**About this exercise:**
Each entry needs to be repeated exactly, with nothing added or removed.

################

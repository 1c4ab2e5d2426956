//! Replay module.
//!
//! A run is fully determined by its configuration, so replaying means running
//! the same configuration again and comparing trace hashes.

use tracing::{error, info};

use ikewarden_config::SimulatorConfig;
use ikewarden_telemetry::MetricsRecorder;

use crate::{simulate, SimulationError, SimulationReport};

/// Re-runs `config` and checks the trace hash against `expected`.
pub fn replay_scenario(
    config: SimulatorConfig,
    expected: &str,
) -> Result<SimulationReport, SimulationError> {
    let seed = config.seed;
    let report = simulate(config, MetricsRecorder::new())?;
    if !report.trace_hash.eq_ignore_ascii_case(expected.trim()) {
        error!("replay: seed {seed} diverged, expected {expected}");
        return Err(SimulationError::HashMismatch {
            expected: expected.to_owned(),
            actual: report.trace_hash,
        });
    }
    info!("replay: seed {seed} reproduced {}", report.trace_hash);
    Ok(report)
}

################

**Your solution:**
repository 1c4ab2e5d2426956
//! Replay module.
//!
//! A run is fully determined by its configuration, so replaying means running
//! the same configuration again and comparing trace hashes.

use tracing::{error, info};

use ikewarden_config::SimulatorConfig;
use ikewarden_telemetry::MetricsRecorder;

use crate::{simulate, SimulationError, SimulationReport};

/// Re-runs `config` and checks the trace hash against `expected`.
pub fn replay_scenario(
    config: SimulatorConfig,
    expected: &str,
) -> Result<SimulationReport, SimulationError> {
    let seed = config.seed;
    let report = simulate(config, MetricsRecorder::new())?;
    if !report.trace_hash.eq_ignore_ascii_case(expected.trim()) {
        error!("replay: seed {seed} diverged, expected {expected}");
        return Err(SimulationError::HashMismatch {
            expected: expected.to_owned(),
            actual: report.trace_hash,
        });
    }
    info!("replay: seed {seed} reproduced {}", report.trace_hash);
    Ok(report)
}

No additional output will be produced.